The study revealed, among other things, that candidates with a strong self-verification drive tended to talk about themselves in a more fluid way and were viewed as being more authentic and less misrepresentative. How can you improve your degree of authenticity in an interview?
Try these three simple strategies:
1. Don’t over-rehearse.
Should you prepare for possible questions you may be asked in an interview? Of course.
But I’ve coached people who thought their best bet was to memorize word for word the exact response they would give for each likely question. Knowing the general points you want to make is fine, but the robotic repeating of responses will diminish your authenticity.

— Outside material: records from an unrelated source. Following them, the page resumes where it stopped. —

use chrono::{DateTime, Utc};
use serde::{Deserialize, Serialize};
use uuid::Uuid;
use validator::Validate;

/// Stages of the apprenticeship pipeline as the program currently names them.
/// Stored as free text; this list seeds demo data and admin pickers.
pub const PROGRAM_STAGES: &[&str] = &[
    "Pre-Apprentice Explorer",
    "Pre-Apprentice Candidate",
    "Apprentice",
    "Completed Pre-Apprentice",
    "Completed Apprentice",
    "Not Active",
];

/// Regional C-CAP affiliations used as location tags.
pub const LOCATION_TAGS: &[&str] = &[
    "Arizona - C-CAP",
    "Chicago - C-CAP",
    "Los Angeles - C-CAP",
    "New York/New Jersey - C-CAP",
    "Philadelphia - C-CAP",
    "Washington DC - C-CAP",
    "Miami - C-CAP",
    "Houston - C-CAP",
    "Other",
];

#[derive(Debug, Clone, Serialize, Deserialize)]
pub struct StudentProfile {
    pub id: Uuid,
    pub user_id: Uuid,
    pub first_name: String,
    pub last_name: String,
    pub preferred_name: Option<String>,
    pub phone: Option<String>,
    pub contact_email: Option<String>,
    pub city: Option<String>,
    pub state: Option<String>,
    pub program_stage: Option<String>,
    pub location_tag: Option<String>,
    pub created_at: DateTime<Utc>,
    pub updated_at: DateTime<Utc>,
}

/// Directory view of a student: the account joined with its profile.
/// Every profile-derived field is `None` for a student who never filled one in.
#[derive(Debug, Clone, Default, PartialEq, Eq, Serialize, Deserialize)]
pub struct StudentRecord {
    pub id: Uuid,
    pub email: Option<String>,
    pub contact_email: Option<String>,
    pub first_name: Option<String>,
    pub last_name: Option<String>,
    pub program_stage: Option<String>,
    pub location_tag: Option<String>,
    pub state: Option<String>,
}

impl StudentRecord {
    pub fn display_name(&self) -> String {
        match (&self.first_name, &self.last_name) {
            (Some(first), Some(last)) => format!("{} {}", first, last),
            (Some(first), None) => first.clone(),
            _ => self.email.clone().unwrap_or_else(|| self.id.to_string()),
        }
    }
}

#[derive(Debug, Clone, Default, Serialize, Deserialize, Validate)]
pub struct UpsertStudentProfileRequest {
    #[validate(length(min = 1, max = 100))]
    pub first_name: String,
    #[validate(length(min = 1, max = 100))]
    pub last_name: String,
    pub preferred_name: Option<String>,
    pub phone: Option<String>,
    #[validate(email)]
    pub contact_email: Option<String>,
    pub city: Option<String>,
    pub state: Option<String>,
    pub location_tag: Option<String>,
}

/// Admin-side creation of a student account together with its profile.
#[derive(Debug, Clone, Serialize, Deserialize, Validate)]
pub struct CreateStudentRequest {
    #[validate(email)]
    pub email: String,
    #[validate(length(min = 3, max = 50))]
    pub username: String,
    #[validate(length(min = 8))]
    pub password: String,
    #[validate(nested)]
    pub profile: UpsertStudentProfileRequest,
    pub program_stage: Option<String>,
}

/// Search terms shorter than this return no results.
pub const MIN_SEARCH_LEN: usize = 2;

#[derive(Debug, Clone, Serialize, Deserialize)]
pub struct BulkStageAssignment {
    pub student_ids: Vec<Uuid>,
    pub program_stage: String,
}

#[derive(Debug, Clone, Default, Serialize, Deserialize)]
pub struct BulkStageResult {
    pub updated: Vec<Uuid>,
    pub not_found: Vec<Uuid>,
}
pub mod api;
pub mod auth;
pub mod config;
pub mod domain;
pub mod error;
pub mod notify;
pub mod repository;
pub mod service;
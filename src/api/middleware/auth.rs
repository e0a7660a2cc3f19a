use axum::{
    extract::{Request, State},
    middleware::Next,
    response::Response,
};
use axum_extra::extract::CookieJar;

use crate::{
    api::state::AppState,
    auth::SESSION_COOKIE,
    domain::User,
    error::{AppError, Result},
};

#[derive(Clone)]
pub struct CurrentUser {
    pub user: User,
}

async fn resolve_user(state: &AppState, jar: &CookieJar) -> Result<User> {
    let session_cookie = jar
        .get(SESSION_COOKIE)
        .ok_or(AppError::Unauthorized)?;

    let session = state.service_context.auth_service
        .validate_session(session_cookie.value())
        .await?
        .ok_or(AppError::Unauthorized)?;

    let user = state.service_context.user_repo
        .find_by_id(session.user_id)
        .await?
        .ok_or(AppError::Unauthorized)?;

    if !user.is_active {
        return Err(AppError::Unauthorized);
    }

    Ok(user)
}

pub async fn require_auth(
    State(state): State<AppState>,
    jar: CookieJar,
    mut request: Request,
    next: Next,
) -> std::result::Result<Response, AppError> {
    let user = resolve_user(&state, &jar).await?;

    request.extensions_mut().insert(CurrentUser { user });

    Ok(next.run(request).await)
}

pub async fn require_admin(
    State(state): State<AppState>,
    jar: CookieJar,
    mut request: Request,
    next: Next,
) -> std::result::Result<Response, AppError> {
    let user = resolve_user(&state, &jar).await?;

    if !user.is_admin() {
        return Err(AppError::Forbidden("Admin access required".to_string()));
    }

    request.extensions_mut().insert(CurrentUser { user });

    Ok(next.run(request).await)
}
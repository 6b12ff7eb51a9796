//! Decoder implementations
//!
//! Raw response bytes in, typed records or a `Validation` error out.

use super::types::{Decoded, FieldError, ResponseShape};
use crate::error::{Error, Result};
use serde::de::DeserializeOwned;

/// Decode a response body of the given shape
pub fn decode<T: DeserializeOwned>(body: &[u8], shape: ResponseShape) -> Result<Decoded<T>> {
    match shape {
        ResponseShape::Object => decode_object(body).map(Decoded::One),
        ResponseShape::BareArray => decode_array(body).map(Decoded::Many),
    }
}

/// Decode a top-level JSON object into a single record
pub fn decode_object<T: DeserializeOwned>(body: &[u8]) -> Result<T> {
    check_shape(body, ResponseShape::Object)?;
    serde_json::from_slice(body).map_err(|e| validation_error(&e, body, ResponseShape::Object))
}

/// Decode a top-level JSON array into a list of records
pub fn decode_array<T: DeserializeOwned>(body: &[u8]) -> Result<Vec<T>> {
    check_shape(body, ResponseShape::BareArray)?;
    serde_json::from_slice(body).map_err(|e| validation_error(&e, body, ResponseShape::BareArray))
}

// ============================================================================
// Helpers
// ============================================================================

/// Reject a body whose top-level value is not the expected shape
///
/// Only the first significant byte is inspected; the full parse happens in
/// the typed decode that follows.
fn check_shape(body: &[u8], expected: ResponseShape) -> Result<()> {
    let first = body.iter().copied().find(|b| !b.is_ascii_whitespace());
    if first == Some(expected.opening_byte()) {
        return Ok(());
    }

    let found = match first {
        None => "empty body",
        Some(b'{') => "object",
        Some(b'[') => "array",
        Some(b'"') => "string",
        Some(b'n') => "null",
        Some(b't' | b'f') => "boolean",
        Some(b'-' | b'0'..=b'9') => "number",
        Some(_) => "non-JSON content",
    };
    let message = format!("expected top-level {expected}, found {found}");

    Err(Error::Validation {
        message: message.clone(),
        field_errors: vec![FieldError {
            field: None,
            message,
            line: 0,
            column: 0,
        }],
        response_text: String::from_utf8_lossy(body).into_owned(),
    })
}

fn validation_error(err: &serde_json::Error, body: &[u8], shape: ResponseShape) -> Error {
    let field_error = field_error(err);
    Error::Validation {
        message: format!("failed to decode {shape} response: {err}"),
        field_errors: vec![field_error],
        response_text: String::from_utf8_lossy(body).into_owned(),
    }
}

/// Turn a serde_json error into a structured field error
fn field_error(err: &serde_json::Error) -> FieldError {
    let rendered = err.to_string();
    let message = rendered
        .rsplit_once(" at line ")
        .map_or(rendered.as_str(), |(head, _)| head)
        .to_string();

    FieldError {
        field: named_field(&message),
        message,
        line: err.line(),
        column: err.column(),
    }
}

/// Pull the field name out of serde's "missing field `x`" style messages
fn named_field(message: &str) -> Option<String> {
    let start = message.find("field `")? + "field `".len();
    let len = message[start..].find('`')?;
    Some(message[start..start + len].to_string())
}

#[cfg(test)]
mod helper_tests {
    use super::*;

    #[test]
    fn test_named_field() {
        assert_eq!(named_field("missing field `id`"), Some("id".to_string()));
        assert_eq!(
            named_field("duplicate field `title`"),
            Some("title".to_string())
        );
        assert_eq!(named_field("invalid type: integer `5`"), None);
    }
}
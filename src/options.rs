//! Client options
//!
//! User-facing configuration for [`GranolaClient`](crate::GranolaClient),
//! loadable from YAML or JSON. Both snake_case and the desktop app's
//! camelCase spellings are accepted. Options are lowered into an
//! [`HttpClientConfig`] once, when the client is built.

use crate::error::{Error, Result, ResultExt};
use crate::http::{ClientIdentity, HttpClientConfig, RateLimiterConfig, DEFAULT_APP_VERSION};
use serde::{Deserialize, Serialize};
use std::collections::BTreeMap;
use std::path::Path;
use std::time::Duration;
use url::Url;

/// Production API endpoint
pub const DEFAULT_BASE_URL: &str = "https://api.granola.ai";

/// Options for building a client
#[derive(Debug, Clone, PartialEq, Eq, Serialize, Deserialize)]
pub struct ClientOptions {
    #[serde(default = "default_base_url", alias = "baseUrl")]
    pub base_url: String,

    /// Per-attempt timeout in milliseconds
    #[serde(default = "default_timeout_ms", alias = "timeout", alias = "timeoutMs")]
    pub timeout_ms: u64,

    /// Retries after the first attempt
    #[serde(default = "default_retries")]
    pub retries: u32,

    #[serde(default = "default_app_version", alias = "appVersion")]
    pub app_version: String,

    #[serde(default = "default_client_type", alias = "clientType")]
    pub client_type: String,

    /// Auto-detected when absent
    #[serde(default, alias = "clientPlatform")]
    pub client_platform: Option<String>,

    /// Auto-detected when absent
    #[serde(default, alias = "clientArchitecture")]
    pub client_architecture: Option<String>,

    #[serde(default = "default_electron_version", alias = "electronVersion")]
    pub electron_version: String,

    #[serde(default = "default_chrome_version", alias = "chromeVersion")]
    pub chrome_version: String,

    #[serde(default = "default_node_version", alias = "nodeVersion")]
    pub node_version: String,

    #[serde(default, alias = "osVersion")]
    pub os_version: Option<String>,

    #[serde(default, alias = "osBuild")]
    pub os_build: String,

    /// Extra headers sent after the identity block
    #[serde(default, alias = "clientHeaders")]
    pub client_headers: BTreeMap<String, String>,

    /// Client-side rate limit; disabled when absent
    #[serde(default, alias = "rateLimit")]
    pub rate_limit: Option<RateLimiterConfig>,
}

fn default_base_url() -> String {
    DEFAULT_BASE_URL.to_string()
}

fn default_timeout_ms() -> u64 {
    10_000
}

fn default_retries() -> u32 {
    3
}

fn default_app_version() -> String {
    DEFAULT_APP_VERSION.to_string()
}

fn default_client_type() -> String {
    "electron".to_string()
}

fn default_electron_version() -> String {
    "33.4.5".to_string()
}

fn default_chrome_version() -> String {
    "130.0.6723.191".to_string()
}

fn default_node_version() -> String {
    "20.18.3".to_string()
}

impl Default for ClientOptions {
    fn default() -> Self {
        Self {
            base_url: default_base_url(),
            timeout_ms: default_timeout_ms(),
            retries: default_retries(),
            app_version: default_app_version(),
            client_type: default_client_type(),
            client_platform: None,
            client_architecture: None,
            electron_version: default_electron_version(),
            chrome_version: default_chrome_version(),
            node_version: default_node_version(),
            os_version: None,
            os_build: String::new(),
            client_headers: BTreeMap::new(),
            rate_limit: None,
        }
    }
}

impl ClientOptions {
    /// Parse options from a YAML string
    pub fn from_yaml_str(yaml: &str) -> Result<Self> {
        serde_yaml::from_str(yaml)
            .map_err(|e| Error::config(format!("Failed to parse options YAML: {e}")))
    }

    /// Parse options from a JSON string
    pub fn from_json_str(json: &str) -> Result<Self> {
        serde_json::from_str(json)
            .map_err(|e| Error::config(format!("Failed to parse options JSON: {e}")))
    }

    /// Load options from a `.json`, `.yaml` or `.yml` file
    pub fn from_file(path: impl AsRef<Path>) -> Result<Self> {
        let path = path.as_ref();
        let content = std::fs::read_to_string(path)
            .with_context(|| format!("Failed to read options file '{}'", path.display()))?;

        match path.extension().and_then(|ext| ext.to_str()) {
            Some("json") => Self::from_json_str(&content),
            _ => Self::from_yaml_str(&content),
        }
    }

    /// Per-attempt timeout
    pub fn timeout(&self) -> Duration {
        Duration::from_millis(self.timeout_ms)
    }

    /// Identity header block described by these options
    pub fn identity(&self) -> ClientIdentity {
        let detected = ClientIdentity::default();
        ClientIdentity {
            app_version: self.app_version.clone(),
            client_type: self.client_type.clone(),
            platform: self.client_platform.clone().unwrap_or(detected.platform),
            architecture: self
                .client_architecture
                .clone()
                .unwrap_or(detected.architecture),
            electron_version: self.electron_version.clone(),
            chrome_version: self.chrome_version.clone(),
            node_version: self.node_version.clone(),
            os_version: self.os_version.clone().unwrap_or(detected.os_version),
            os_build: self.os_build.clone(),
            extra: self.client_headers.clone(),
        }
    }

    /// Validate and lower into transport configuration
    pub fn http_config(&self) -> Result<HttpClientConfig> {
        let url = Url::parse(&self.base_url)
            .map_err(|e| Error::config(format!("Invalid base URL '{}': {e}", self.base_url)))?;
        if !matches!(url.scheme(), "http" | "https") {
            return Err(Error::config(format!(
                "Base URL must be http or https, got '{}'",
                url.scheme()
            )));
        }
        if self.timeout_ms == 0 {
            return Err(Error::config("timeout must be greater than zero"));
        }

        let mut builder = HttpClientConfig::builder()
            .base_url(self.base_url.as_str())
            .timeout(self.timeout())
            .max_retries(self.retries)
            .identity(self.identity());
        if let Some(rate_limit) = &self.rate_limit {
            builder = builder.rate_limit(rate_limit.clone());
        }
        Ok(builder.build())
    }
}

#[cfg(test)]
mod tests {
    use super::*;
    use pretty_assertions::assert_eq;

    #[test]
    fn test_defaults() {
        let options = ClientOptions::default();
        assert_eq!(options.base_url, "https://api.granola.ai");
        assert_eq!(options.timeout(), Duration::from_secs(10));
        assert_eq!(options.retries, 3);
        assert_eq!(options.app_version, "6.4.0");

        // Empty document gives the same defaults
        assert_eq!(ClientOptions::from_yaml_str("{}").unwrap(), options);
    }

    #[test]
    fn test_camel_case_aliases() {
        let options = ClientOptions::from_json_str(
            r#"{
                "baseUrl": "http://localhost:8080",
                "timeout": 2500,
                "appVersion": "7.0.0",
                "clientPlatform": "darwin",
                "clientHeaders": {"X-Trace": "1"}
            }"#,
        )
        .unwrap();

        assert_eq!(options.base_url, "http://localhost:8080");
        assert_eq!(options.timeout_ms, 2500);
        assert_eq!(options.app_version, "7.0.0");
        assert_eq!(options.client_platform.as_deref(), Some("darwin"));
        assert_eq!(options.client_headers.get("X-Trace").map(String::as_str), Some("1"));
    }

    #[test]
    fn test_yaml_with_rate_limit() {
        let options = ClientOptions::from_yaml_str(
            r#"
base_url: https://api.granola.ai
retries: 1
rate_limit:
  requests_per_second: 2
  burst_size: 4
"#,
        )
        .unwrap();

        let config = options.http_config().unwrap();
        assert_eq!(config.retry.max_retries, 1);
        assert_eq!(config.rate_limit, Some(RateLimiterConfig::new(2, 4)));
    }

    #[test]
    fn test_identity_overrides_and_detection() {
        let options = ClientOptions {
            client_architecture: Some("arm64".to_string()),
            os_build: "24A335".to_string(),
            ..ClientOptions::default()
        };
        let identity = options.identity();

        assert_eq!(identity.architecture, "arm64");
        assert_eq!(identity.os_build, "24A335");
        assert_eq!(identity.platform, ClientIdentity::default().platform);
        assert_eq!(identity.os_version, ClientIdentity::default().os_version);
    }

    #[test]
    fn test_os_version_override() {
        let options = ClientOptions::from_yaml_str("osVersion: \"15.1\"").unwrap();
        let identity = options.identity();

        assert_eq!(identity.os_version, "15.1");
        assert!(identity
            .headers()
            .contains(&("X-OS-Version".to_string(), "15.1".to_string())));
    }

    #[test]
    fn test_http_config_rejects_bad_url() {
        let options = ClientOptions {
            base_url: "not a url".to_string(),
            ..ClientOptions::default()
        };
        let err = options.http_config().unwrap_err();
        assert!(err.to_string().contains("Invalid base URL"));

        let options = ClientOptions {
            base_url: "ftp://api.granola.ai".to_string(),
            ..ClientOptions::default()
        };
        assert!(options.http_config().is_err());
    }

    #[test]
    fn test_http_config_rejects_zero_timeout() {
        let options = ClientOptions {
            timeout_ms: 0,
            ..ClientOptions::default()
        };
        assert!(options.http_config().is_err());
    }

    #[test]
    fn test_from_file() {
        let dir = tempfile::tempdir().unwrap();

        let yaml_path = dir.path().join("granola.yaml");
        std::fs::write(&yaml_path, "retries: 5\n").unwrap();
        assert_eq!(ClientOptions::from_file(&yaml_path).unwrap().retries, 5);

        let json_path = dir.path().join("granola.json");
        std::fs::write(&json_path, r#"{"retries": 0}"#).unwrap();
        assert_eq!(ClientOptions::from_file(&json_path).unwrap().retries, 0);

        let err = ClientOptions::from_file(dir.path().join("missing.yaml")).unwrap_err();
        assert!(err.to_string().contains("Failed to read options file"));
    }
}
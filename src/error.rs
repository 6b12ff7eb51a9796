//! Error types for the Granola client
//!
//! Every call made through the client either returns a validated value or
//! exactly one [`Error`] from a closed taxonomy: `Auth`, `RateLimited`,
//! `Timeout`, `Validation` and `Api`. `Config` is only produced while building
//! a client, and `Lookup` only by the folder helpers.

use crate::decode::FieldError;
use std::time::Duration;
use thiserror::Error;

/// The main error type for the Granola client
#[derive(Error, Debug, Clone)]
pub enum Error {
    // ============================================================================
    // Call Errors
    // ============================================================================
    /// Missing, invalid or expired credential, or a failed refresh
    #[error("Authentication failed: {message}")]
    Auth {
        message: String,
        /// HTTP status when the server rejected the credential (401/403)
        status: Option<u16>,
    },

    /// HTTP 429
    #[error("Rate limited (HTTP {status}): {body}")]
    RateLimited {
        status: u16,
        retry_after: Option<Duration>,
        body: String,
    },

    /// Attempt timeout, caller deadline, or connection-level failure
    #[error("Request timed out: {message}")]
    Timeout { message: String },

    /// Response body did not match the expected shape or record
    #[error("Response validation failed: {message}")]
    Validation {
        message: String,
        field_errors: Vec<FieldError>,
        response_text: String,
    },

    /// Any other non-success status
    #[error("API error (HTTP {status}): {body}")]
    Api { status: u16, body: String },

    // ============================================================================
    // Client-side Errors
    // ============================================================================
    #[error("Configuration error: {message}")]
    Config { message: String },

    #[error("Lookup failed: {message}")]
    Lookup { message: String },
}

/// Discriminant of [`Error`], handy for matching and logging
#[derive(Debug, Clone, Copy, PartialEq, Eq, Hash)]
pub enum ErrorKind {
    Auth,
    RateLimit,
    Timeout,
    Validation,
    Api,
    Config,
    Lookup,
}

impl Error {
    /// Create an auth error not tied to an HTTP status
    pub fn auth(message: impl Into<String>) -> Self {
        Self::Auth {
            message: message.into(),
            status: None,
        }
    }

    /// Create a timeout error
    pub fn timeout(message: impl Into<String>) -> Self {
        Self::Timeout {
            message: message.into(),
        }
    }

    /// Create a generic API error
    pub fn api(status: u16, body: impl Into<String>) -> Self {
        Self::Api {
            status,
            body: body.into(),
        }
    }

    /// Create a config error
    pub fn config(message: impl Into<String>) -> Self {
        Self::Config {
            message: message.into(),
        }
    }

    /// Create a lookup error
    pub fn lookup(message: impl Into<String>) -> Self {
        Self::Lookup {
            message: message.into(),
        }
    }

    /// The taxonomy bucket of this error
    pub fn kind(&self) -> ErrorKind {
        match self {
            Error::Auth { .. } => ErrorKind::Auth,
            Error::RateLimited { .. } => ErrorKind::RateLimit,
            Error::Timeout { .. } => ErrorKind::Timeout,
            Error::Validation { .. } => ErrorKind::Validation,
            Error::Api { .. } => ErrorKind::Api,
            Error::Config { .. } => ErrorKind::Config,
            Error::Lookup { .. } => ErrorKind::Lookup,
        }
    }

    /// HTTP status carried by the error, if any
    pub fn status(&self) -> Option<u16> {
        match self {
            Error::Auth { status, .. } => *status,
            Error::RateLimited { status, .. } | Error::Api { status, .. } => Some(*status),
            _ => None,
        }
    }

    /// Server-provided retry hint (429 only)
    pub fn retry_after(&self) -> Option<Duration> {
        match self {
            Error::RateLimited { retry_after, .. } => *retry_after,
            _ => None,
        }
    }

    /// True for a 401, the only status that triggers a credential refresh
    pub fn is_unauthorized(&self) -> bool {
        matches!(self, Error::Auth { status: Some(401), .. })
    }

    /// Check if this error is retryable
    ///
    /// Timeouts, connection failures, 429 and 5xx are transient. Auth,
    /// validation and other 4xx can never be fixed by sending the same
    /// request again.
    pub fn is_retryable(&self) -> bool {
        match self {
            Error::Timeout { .. } | Error::RateLimited { .. } => true,
            Error::Api { status, .. } => *status >= 500,
            _ => false,
        }
    }

    /// Human-readable message without the variant prefix
    pub fn message(&self) -> String {
        match self {
            Error::Auth { message, .. }
            | Error::Timeout { message }
            | Error::Validation { message, .. }
            | Error::Config { message }
            | Error::Lookup { message } => message.clone(),
            Error::RateLimited { body, .. } | Error::Api { body, .. } => body.clone(),
        }
    }
}

// ============================================================================
// Classification
// ============================================================================

/// Map a non-success HTTP status onto the taxonomy
pub fn classify_status(status: u16, body: String, retry_after: Option<Duration>) -> Error {
    match status {
        401 | 403 => Error::Auth {
            message: if body.is_empty() {
                format!("server rejected credential with HTTP {status}")
            } else {
                format!("HTTP {status}: {body}")
            },
            status: Some(status),
        },
        429 => Error::RateLimited {
            status,
            retry_after,
            body,
        },
        _ => Error::Api { status, body },
    }
}

/// Map a transport failure onto the taxonomy
///
/// Socket, connect and timeout failures all surface as `Timeout`; a request
/// that could not even be built is a configuration problem.
pub fn classify_transport(err: &reqwest::Error) -> Error {
    if err.is_builder() {
        return Error::config(format!("invalid request: {err}"));
    }
    let message = if err.is_timeout() {
        format!("attempt exceeded its timeout: {err}")
    } else if err.is_connect() {
        format!("connection failed: {err}")
    } else {
        format!("transport failure: {err}")
    };
    Error::Timeout { message }
}

// ============================================================================
// Construction-time conversions
// ============================================================================

impl From<std::io::Error> for Error {
    fn from(err: std::io::Error) -> Self {
        Error::config(format!("IO error: {err}"))
    }
}

impl From<serde_json::Error> for Error {
    fn from(err: serde_json::Error) -> Self {
        Error::config(format!("Failed to parse JSON: {err}"))
    }
}

impl From<serde_yaml::Error> for Error {
    fn from(err: serde_yaml::Error) -> Self {
        Error::config(format!("Failed to parse YAML: {err}"))
    }
}

impl From<url::ParseError> for Error {
    fn from(err: url::ParseError) -> Self {
        Error::config(format!("Invalid URL: {err}"))
    }
}

/// Result type alias for the Granola client
pub type Result<T> = std::result::Result<T, Error>;

/// Extension trait for adding context to errors
pub trait ResultExt<T> {
    /// Add context to an error
    fn context(self, message: impl Into<String>) -> Result<T>;

    /// Add context with a closure (lazy evaluation)
    fn with_context<F: FnOnce() -> String>(self, f: F) -> Result<T>;
}

impl<T, E: Into<Error>> ResultExt<T> for std::result::Result<T, E> {
    fn context(self, message: impl Into<String>) -> Result<T> {
        self.map_err(|e| {
            let inner = e.into();
            Error::config(format!("{}: {}", message.into(), inner.message()))
        })
    }

    fn with_context<F: FnOnce() -> String>(self, f: F) -> Result<T> {
        self.map_err(|e| {
            let inner = e.into();
            Error::config(format!("{}: {}", f(), inner.message()))
        })
    }
}

#[cfg(test)]
mod tests {
    use super::*;
    use test_case::test_case;

    #[test]
    fn test_error_display() {
        let err = Error::config("test message");
        assert_eq!(err.to_string(), "Configuration error: test message");

        let err = Error::api(404, "Not found");
        assert_eq!(err.to_string(), "API error (HTTP 404): Not found");

        let err = Error::timeout("deadline exceeded");
        assert_eq!(err.to_string(), "Request timed out: deadline exceeded");
    }

    #[test_case(401, ErrorKind::Auth ; "unauthorized")]
    #[test_case(403, ErrorKind::Auth ; "forbidden")]
    #[test_case(429, ErrorKind::RateLimit ; "too many requests")]
    #[test_case(400, ErrorKind::Api ; "bad request")]
    #[test_case(404, ErrorKind::Api ; "not found")]
    #[test_case(500, ErrorKind::Api ; "server error")]
    #[test_case(503, ErrorKind::Api ; "unavailable")]
    fn test_classify_status(status: u16, kind: ErrorKind) {
        let err = classify_status(status, "body".to_string(), None);
        assert_eq!(err.kind(), kind);
        assert_eq!(err.status(), Some(status));
    }

    #[test]
    fn test_classify_rate_limit_keeps_hint() {
        let err = classify_status(429, String::new(), Some(Duration::from_secs(2)));
        assert_eq!(err.retry_after(), Some(Duration::from_secs(2)));
        assert!(err.is_retryable());
    }

    #[test]
    fn test_is_retryable() {
        assert!(Error::timeout("slow").is_retryable());
        assert!(Error::api(500, "").is_retryable());
        assert!(Error::api(503, "").is_retryable());
        assert!(classify_status(429, String::new(), None).is_retryable());

        assert!(!Error::api(400, "").is_retryable());
        assert!(!Error::api(404, "").is_retryable());
        assert!(!classify_status(401, String::new(), None).is_retryable());
        assert!(!classify_status(403, String::new(), None).is_retryable());
        assert!(!Error::config("test").is_retryable());
        assert!(!Error::Validation {
            message: "missing field".to_string(),
            field_errors: vec![],
            response_text: "{}".to_string(),
        }
        .is_retryable());
    }

    #[test]
    fn test_only_401_is_unauthorized() {
        assert!(classify_status(401, String::new(), None).is_unauthorized());
        assert!(!classify_status(403, String::new(), None).is_unauthorized());
        assert!(!Error::auth("no token").is_unauthorized());
    }

    #[test]
    fn test_result_context() {
        let result: Result<()> = Err(Error::config("inner"));
        let with_context = result.context("outer");
        assert!(with_context
            .unwrap_err()
            .to_string()
            .contains("outer: inner"));
    }
}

It’s near impossible to come across as relaxed and authentic when you’re in hyper-vigilant mode waiting for the next question to come up.
2. Use the pause liberally.
Don’t let the pressure to produce a good answer lead you down the garden path of gabbing on about, well, nothing. Give yourself the space to pause and reflect on the question you are asked before you answer.
And no matter what, don’t try to cover up for a question you don’t know the answer to. Stop, think about it, and don’t be afraid to say “I don’t know” or “I’m not sure.” In the end, thoughtful responses, not clever quips, are what show you at your best.
3. Know what your purpose is and where your passion lies.
It’s easy to fall into the habit of answering the most common interview questions with pat, uninspired answers that technically do the job–but are unlikely to land you one. Think about these common five interview questions, and come up with an authentic answer for each that speaks to your purpose and/or passion.
The questions to consider include:
- Why do you want to work here?
- What makes you a good person for this job?
- What are the biggest strengths you bring to the company?
- What are your professional challenges and/or weaknesses?
- Tell me about a challenging situation you have faced in the past and how you handled it?
Feeling confident in your ability to respond with authenticity to the above questions will go a long way towards setting you up for success when interviewing. But if all else fails, just remember these words of wisdom from writer Oscar Wilde:
“Be yourself, everyone else is already taken.”